--- PROVIDED RECORDS Enclosed Below ---

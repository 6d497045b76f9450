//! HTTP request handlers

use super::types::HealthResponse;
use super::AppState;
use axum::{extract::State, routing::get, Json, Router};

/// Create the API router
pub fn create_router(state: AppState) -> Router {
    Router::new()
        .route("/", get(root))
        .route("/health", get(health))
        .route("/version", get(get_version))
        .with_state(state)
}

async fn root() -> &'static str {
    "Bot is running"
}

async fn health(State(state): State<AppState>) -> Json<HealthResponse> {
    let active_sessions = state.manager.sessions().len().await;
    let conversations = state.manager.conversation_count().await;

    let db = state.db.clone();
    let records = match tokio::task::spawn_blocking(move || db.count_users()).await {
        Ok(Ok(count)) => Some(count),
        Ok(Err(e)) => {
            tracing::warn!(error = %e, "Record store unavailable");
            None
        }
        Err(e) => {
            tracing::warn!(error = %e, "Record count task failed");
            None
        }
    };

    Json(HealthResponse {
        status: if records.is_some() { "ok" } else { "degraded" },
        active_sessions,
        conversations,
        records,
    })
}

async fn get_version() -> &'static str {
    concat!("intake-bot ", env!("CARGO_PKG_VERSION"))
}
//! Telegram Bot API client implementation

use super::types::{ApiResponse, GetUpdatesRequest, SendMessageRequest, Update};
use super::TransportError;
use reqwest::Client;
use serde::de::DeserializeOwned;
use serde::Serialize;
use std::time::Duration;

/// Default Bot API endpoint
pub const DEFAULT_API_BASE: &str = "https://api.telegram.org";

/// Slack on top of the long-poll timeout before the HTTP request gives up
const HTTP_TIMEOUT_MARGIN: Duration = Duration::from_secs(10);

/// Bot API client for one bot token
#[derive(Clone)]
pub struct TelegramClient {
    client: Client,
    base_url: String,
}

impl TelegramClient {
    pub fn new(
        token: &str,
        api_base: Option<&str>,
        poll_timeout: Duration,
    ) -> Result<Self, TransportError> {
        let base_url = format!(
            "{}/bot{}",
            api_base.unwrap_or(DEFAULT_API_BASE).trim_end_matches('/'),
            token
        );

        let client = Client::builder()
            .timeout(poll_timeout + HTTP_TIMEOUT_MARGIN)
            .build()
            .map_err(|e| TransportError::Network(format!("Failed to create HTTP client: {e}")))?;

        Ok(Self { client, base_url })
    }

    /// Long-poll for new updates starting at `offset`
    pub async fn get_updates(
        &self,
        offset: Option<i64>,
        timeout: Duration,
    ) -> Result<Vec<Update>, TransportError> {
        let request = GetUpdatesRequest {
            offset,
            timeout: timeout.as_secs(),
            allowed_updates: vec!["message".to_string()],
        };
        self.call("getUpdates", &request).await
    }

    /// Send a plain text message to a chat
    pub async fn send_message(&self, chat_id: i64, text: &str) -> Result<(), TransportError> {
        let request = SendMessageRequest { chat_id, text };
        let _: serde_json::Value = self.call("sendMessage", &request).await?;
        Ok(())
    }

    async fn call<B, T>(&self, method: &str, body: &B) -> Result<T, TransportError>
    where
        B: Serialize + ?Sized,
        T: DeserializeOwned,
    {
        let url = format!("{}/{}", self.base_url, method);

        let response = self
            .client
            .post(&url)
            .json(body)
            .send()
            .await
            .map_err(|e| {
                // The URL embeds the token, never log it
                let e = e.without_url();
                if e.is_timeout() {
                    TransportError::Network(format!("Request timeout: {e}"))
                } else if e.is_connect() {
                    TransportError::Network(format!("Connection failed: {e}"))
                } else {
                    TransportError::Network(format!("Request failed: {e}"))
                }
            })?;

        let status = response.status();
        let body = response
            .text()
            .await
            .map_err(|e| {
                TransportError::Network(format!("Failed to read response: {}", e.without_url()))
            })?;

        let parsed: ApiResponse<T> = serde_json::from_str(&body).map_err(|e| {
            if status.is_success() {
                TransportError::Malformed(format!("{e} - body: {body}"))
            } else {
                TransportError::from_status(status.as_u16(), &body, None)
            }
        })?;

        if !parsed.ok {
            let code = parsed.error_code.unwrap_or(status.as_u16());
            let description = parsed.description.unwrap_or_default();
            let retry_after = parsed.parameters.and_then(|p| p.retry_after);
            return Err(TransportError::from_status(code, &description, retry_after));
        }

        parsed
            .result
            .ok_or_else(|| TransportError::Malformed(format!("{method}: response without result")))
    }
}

--- End of Enclosed PROVIDED RECORDS ---
--- PROVIDED RECORDS Enclosed Below ---

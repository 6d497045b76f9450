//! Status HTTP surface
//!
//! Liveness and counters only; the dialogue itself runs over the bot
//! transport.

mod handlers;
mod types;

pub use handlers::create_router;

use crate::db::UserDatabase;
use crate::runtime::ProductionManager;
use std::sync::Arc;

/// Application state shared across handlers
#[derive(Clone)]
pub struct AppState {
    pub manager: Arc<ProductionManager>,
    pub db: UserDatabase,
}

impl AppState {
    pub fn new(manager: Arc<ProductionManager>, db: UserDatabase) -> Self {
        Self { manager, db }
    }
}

--- End of Enclosed PROVIDED RECORDS ---
--- PROVIDED RECORDS Enclosed Below ---

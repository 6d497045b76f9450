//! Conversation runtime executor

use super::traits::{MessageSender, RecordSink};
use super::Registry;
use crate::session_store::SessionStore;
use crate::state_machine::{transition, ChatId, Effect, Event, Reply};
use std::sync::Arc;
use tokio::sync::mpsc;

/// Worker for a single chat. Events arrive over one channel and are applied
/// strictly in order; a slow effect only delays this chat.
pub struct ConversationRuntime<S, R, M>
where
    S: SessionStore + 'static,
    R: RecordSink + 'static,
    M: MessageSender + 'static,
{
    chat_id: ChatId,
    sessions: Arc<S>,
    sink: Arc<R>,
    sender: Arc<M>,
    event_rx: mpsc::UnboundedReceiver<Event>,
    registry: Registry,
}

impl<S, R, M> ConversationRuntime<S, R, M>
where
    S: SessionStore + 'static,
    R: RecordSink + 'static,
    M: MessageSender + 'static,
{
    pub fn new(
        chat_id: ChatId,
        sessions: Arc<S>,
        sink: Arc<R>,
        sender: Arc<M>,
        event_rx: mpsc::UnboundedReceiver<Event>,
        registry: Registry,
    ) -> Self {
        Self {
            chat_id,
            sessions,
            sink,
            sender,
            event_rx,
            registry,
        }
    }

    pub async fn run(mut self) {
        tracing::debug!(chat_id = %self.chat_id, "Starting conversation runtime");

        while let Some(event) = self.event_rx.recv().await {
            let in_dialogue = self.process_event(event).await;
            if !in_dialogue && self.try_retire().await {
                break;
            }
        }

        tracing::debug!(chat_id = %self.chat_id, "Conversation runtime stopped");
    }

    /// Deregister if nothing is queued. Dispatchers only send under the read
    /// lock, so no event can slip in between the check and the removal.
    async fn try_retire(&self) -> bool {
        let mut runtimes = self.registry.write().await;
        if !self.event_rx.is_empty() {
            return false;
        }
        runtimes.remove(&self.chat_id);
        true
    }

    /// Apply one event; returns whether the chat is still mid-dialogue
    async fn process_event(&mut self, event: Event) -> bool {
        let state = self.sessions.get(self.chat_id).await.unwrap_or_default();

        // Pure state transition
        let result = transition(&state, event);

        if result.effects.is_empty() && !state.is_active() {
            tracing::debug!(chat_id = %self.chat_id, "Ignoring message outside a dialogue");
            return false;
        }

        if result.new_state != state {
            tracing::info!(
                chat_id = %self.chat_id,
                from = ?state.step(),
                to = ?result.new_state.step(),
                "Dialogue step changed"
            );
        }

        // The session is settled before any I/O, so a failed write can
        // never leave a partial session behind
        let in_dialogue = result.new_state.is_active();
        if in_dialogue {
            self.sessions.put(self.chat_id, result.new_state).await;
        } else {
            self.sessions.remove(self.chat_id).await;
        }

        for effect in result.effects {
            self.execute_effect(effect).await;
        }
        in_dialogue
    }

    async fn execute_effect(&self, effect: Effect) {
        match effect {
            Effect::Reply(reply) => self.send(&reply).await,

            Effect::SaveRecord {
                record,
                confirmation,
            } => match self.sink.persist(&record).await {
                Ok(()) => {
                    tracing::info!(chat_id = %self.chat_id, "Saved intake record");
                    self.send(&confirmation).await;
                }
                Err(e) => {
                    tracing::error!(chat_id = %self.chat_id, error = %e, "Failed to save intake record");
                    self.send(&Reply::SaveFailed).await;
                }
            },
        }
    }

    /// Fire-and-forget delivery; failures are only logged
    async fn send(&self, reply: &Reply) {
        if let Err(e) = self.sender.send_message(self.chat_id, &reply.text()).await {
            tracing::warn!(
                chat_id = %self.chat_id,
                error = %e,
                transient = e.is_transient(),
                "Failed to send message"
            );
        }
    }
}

--- End of Enclosed PROVIDED RECORDS ---

Scan the lines above for the word "body". Return each one that has it.

RESPONSE TO THIS EXERCISE:
    async fn call<B, T>(&self, method: &str, body: &B) -> Result<T, TransportError>
            .json(body)
        let body = response
        let parsed: ApiResponse<T> = serde_json::from_str(&body).map_err(|e| {
                TransportError::Malformed(format!("{e} - body: {body}"))
                TransportError::from_status(status.as_u16(), &body, None)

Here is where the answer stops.